--- STORED DATA ---

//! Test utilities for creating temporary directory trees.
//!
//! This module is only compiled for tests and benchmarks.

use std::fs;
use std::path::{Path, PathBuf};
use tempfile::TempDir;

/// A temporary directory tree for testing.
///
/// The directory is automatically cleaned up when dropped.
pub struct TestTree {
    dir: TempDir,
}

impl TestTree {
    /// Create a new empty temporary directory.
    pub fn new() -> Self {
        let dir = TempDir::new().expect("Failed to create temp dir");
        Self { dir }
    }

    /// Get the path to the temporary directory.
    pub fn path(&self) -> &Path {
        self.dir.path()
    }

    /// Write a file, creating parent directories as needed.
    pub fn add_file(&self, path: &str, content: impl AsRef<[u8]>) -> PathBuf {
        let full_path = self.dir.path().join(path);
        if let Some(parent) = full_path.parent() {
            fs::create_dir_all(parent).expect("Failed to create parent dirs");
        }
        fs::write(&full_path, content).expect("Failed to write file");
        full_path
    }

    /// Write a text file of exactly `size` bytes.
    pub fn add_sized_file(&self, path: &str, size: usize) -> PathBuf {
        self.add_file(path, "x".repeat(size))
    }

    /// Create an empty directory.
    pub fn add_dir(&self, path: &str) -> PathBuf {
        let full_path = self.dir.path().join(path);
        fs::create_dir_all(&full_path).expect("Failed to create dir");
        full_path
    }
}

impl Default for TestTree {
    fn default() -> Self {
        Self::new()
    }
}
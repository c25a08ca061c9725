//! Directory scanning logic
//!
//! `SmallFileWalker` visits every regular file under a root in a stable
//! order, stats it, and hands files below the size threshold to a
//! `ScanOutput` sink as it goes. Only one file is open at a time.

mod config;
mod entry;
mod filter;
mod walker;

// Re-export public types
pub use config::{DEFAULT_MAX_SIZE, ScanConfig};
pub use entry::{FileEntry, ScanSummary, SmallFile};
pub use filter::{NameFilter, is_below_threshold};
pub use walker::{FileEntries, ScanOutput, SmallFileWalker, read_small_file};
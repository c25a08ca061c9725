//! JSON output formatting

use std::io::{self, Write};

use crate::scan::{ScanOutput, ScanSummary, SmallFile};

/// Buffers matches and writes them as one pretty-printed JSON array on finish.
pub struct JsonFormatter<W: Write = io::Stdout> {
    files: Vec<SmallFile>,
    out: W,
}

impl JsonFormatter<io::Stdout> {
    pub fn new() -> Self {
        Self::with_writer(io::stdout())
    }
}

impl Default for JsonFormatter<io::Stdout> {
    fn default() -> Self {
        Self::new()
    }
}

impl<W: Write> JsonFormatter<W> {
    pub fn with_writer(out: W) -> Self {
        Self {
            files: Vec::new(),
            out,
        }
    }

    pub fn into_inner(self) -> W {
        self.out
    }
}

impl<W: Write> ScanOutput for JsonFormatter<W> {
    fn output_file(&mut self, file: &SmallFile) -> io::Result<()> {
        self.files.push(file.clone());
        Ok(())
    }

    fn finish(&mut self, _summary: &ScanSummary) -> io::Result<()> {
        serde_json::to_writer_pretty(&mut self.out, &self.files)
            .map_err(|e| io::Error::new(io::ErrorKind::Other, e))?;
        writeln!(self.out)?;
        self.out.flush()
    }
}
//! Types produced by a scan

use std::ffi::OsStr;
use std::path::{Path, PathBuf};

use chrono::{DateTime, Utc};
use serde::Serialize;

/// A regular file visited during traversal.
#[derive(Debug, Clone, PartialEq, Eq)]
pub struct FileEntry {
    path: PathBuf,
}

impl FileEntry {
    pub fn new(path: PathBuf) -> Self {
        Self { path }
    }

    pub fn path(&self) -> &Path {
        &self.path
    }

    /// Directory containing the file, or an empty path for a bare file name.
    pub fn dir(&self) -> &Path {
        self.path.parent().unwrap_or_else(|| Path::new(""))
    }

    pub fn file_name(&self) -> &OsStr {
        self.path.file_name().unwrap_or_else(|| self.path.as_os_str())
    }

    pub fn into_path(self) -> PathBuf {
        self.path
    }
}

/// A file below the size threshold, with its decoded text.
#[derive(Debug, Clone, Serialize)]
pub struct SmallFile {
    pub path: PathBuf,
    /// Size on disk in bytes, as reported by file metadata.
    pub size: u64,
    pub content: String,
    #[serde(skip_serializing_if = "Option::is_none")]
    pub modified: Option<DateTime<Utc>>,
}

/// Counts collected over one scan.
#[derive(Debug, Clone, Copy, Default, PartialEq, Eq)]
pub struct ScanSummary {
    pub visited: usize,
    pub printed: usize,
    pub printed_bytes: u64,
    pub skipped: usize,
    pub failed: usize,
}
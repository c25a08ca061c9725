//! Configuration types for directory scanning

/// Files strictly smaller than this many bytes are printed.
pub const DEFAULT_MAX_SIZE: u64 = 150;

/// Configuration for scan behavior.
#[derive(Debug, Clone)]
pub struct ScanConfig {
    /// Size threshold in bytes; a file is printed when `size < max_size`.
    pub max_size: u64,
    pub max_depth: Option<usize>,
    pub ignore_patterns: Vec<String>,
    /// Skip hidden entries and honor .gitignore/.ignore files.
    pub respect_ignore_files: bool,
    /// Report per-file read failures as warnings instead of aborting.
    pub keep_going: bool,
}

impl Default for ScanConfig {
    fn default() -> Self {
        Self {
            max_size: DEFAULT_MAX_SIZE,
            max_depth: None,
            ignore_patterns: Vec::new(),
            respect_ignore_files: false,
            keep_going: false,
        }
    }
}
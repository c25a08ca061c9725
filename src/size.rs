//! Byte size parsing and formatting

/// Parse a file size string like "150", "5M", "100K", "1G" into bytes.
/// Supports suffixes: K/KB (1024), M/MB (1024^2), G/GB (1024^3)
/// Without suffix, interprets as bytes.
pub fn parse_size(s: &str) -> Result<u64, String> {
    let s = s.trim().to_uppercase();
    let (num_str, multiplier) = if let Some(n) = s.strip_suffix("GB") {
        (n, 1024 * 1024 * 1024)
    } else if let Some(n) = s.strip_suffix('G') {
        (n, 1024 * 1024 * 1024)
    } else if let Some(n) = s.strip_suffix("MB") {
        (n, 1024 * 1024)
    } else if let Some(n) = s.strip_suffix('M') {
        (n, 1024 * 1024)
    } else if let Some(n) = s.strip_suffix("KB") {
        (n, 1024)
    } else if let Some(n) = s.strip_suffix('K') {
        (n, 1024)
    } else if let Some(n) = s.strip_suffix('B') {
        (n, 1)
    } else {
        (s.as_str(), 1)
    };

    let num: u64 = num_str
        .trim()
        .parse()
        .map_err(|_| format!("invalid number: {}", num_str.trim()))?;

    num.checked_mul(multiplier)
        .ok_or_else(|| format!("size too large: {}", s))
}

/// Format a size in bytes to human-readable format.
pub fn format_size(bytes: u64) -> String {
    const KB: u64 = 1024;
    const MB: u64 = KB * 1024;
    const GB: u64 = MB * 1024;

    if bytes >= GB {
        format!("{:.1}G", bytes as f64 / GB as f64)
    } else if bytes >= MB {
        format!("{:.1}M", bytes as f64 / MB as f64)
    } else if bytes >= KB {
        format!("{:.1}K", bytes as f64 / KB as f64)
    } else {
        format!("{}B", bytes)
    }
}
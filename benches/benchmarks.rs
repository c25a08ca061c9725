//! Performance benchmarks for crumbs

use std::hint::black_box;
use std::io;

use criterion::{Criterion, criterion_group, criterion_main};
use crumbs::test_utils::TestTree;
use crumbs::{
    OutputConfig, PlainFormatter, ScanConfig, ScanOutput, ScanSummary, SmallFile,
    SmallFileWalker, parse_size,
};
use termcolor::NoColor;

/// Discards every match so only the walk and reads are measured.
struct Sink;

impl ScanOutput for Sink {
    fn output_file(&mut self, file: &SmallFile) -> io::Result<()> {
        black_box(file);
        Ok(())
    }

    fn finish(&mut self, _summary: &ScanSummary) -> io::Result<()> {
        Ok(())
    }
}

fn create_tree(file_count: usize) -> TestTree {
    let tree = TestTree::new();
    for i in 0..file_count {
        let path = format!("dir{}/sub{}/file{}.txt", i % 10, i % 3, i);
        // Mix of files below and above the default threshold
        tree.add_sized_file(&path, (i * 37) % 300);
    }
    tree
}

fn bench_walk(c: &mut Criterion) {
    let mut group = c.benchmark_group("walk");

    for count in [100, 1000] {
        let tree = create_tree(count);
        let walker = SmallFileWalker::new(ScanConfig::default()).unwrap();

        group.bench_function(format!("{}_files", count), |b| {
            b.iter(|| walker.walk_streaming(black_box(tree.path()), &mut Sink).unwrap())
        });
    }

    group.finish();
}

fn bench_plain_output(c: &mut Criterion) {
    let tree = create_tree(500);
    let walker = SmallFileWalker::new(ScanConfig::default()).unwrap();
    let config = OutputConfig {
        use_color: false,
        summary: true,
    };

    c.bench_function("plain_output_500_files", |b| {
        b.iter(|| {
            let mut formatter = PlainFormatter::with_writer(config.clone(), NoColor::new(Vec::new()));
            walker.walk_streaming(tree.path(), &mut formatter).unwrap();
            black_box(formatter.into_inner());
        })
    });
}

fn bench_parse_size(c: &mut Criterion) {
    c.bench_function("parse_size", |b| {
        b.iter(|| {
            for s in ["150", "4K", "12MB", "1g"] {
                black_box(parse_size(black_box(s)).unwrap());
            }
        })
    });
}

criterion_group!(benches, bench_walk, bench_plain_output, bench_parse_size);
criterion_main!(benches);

---

### REQUIRED ACTION:
Using the data above, extract exactly the lines from the one that holds "fn create_tree(file_count: usize)" to the one that holds "fn bench_parse_size(c: &mut", both ends included, and no others.

### SOLUTION TO THIS EXERCISE:
fn create_tree(file_count: usize) -> TestTree {
    let tree = TestTree::new();
    for i in 0..file_count {
        let path = format!("dir{}/sub{}/file{}.txt", i % 10, i % 3, i);
        // Mix of files below and above the default threshold
        tree.add_sized_file(&path, (i * 37) % 300);
    }
    tree
}

fn bench_walk(c: &mut Criterion) {
    let mut group = c.benchmark_group("walk");

    for count in [100, 1000] {
        let tree = create_tree(count);
        let walker = SmallFileWalker::new(ScanConfig::default()).unwrap();

        group.bench_function(format!("{}_files", count), |b| {
            b.iter(|| walker.walk_streaming(black_box(tree.path()), &mut Sink).unwrap())
        });
    }

    group.finish();
}

fn bench_plain_output(c: &mut Criterion) {
    let tree = create_tree(500);
    let walker = SmallFileWalker::new(ScanConfig::default()).unwrap();
    let config = OutputConfig {
        use_color: false,
        summary: true,
    };

    c.bench_function("plain_output_500_files", |b| {
        b.iter(|| {
            let mut formatter = PlainFormatter::with_writer(config.clone(), NoColor::new(Vec::new()));
            walker.walk_streaming(tree.path(), &mut formatter).unwrap();
            black_box(formatter.into_inner());
        })
    });
}

fn bench_parse_size(c: &mut Criterion) {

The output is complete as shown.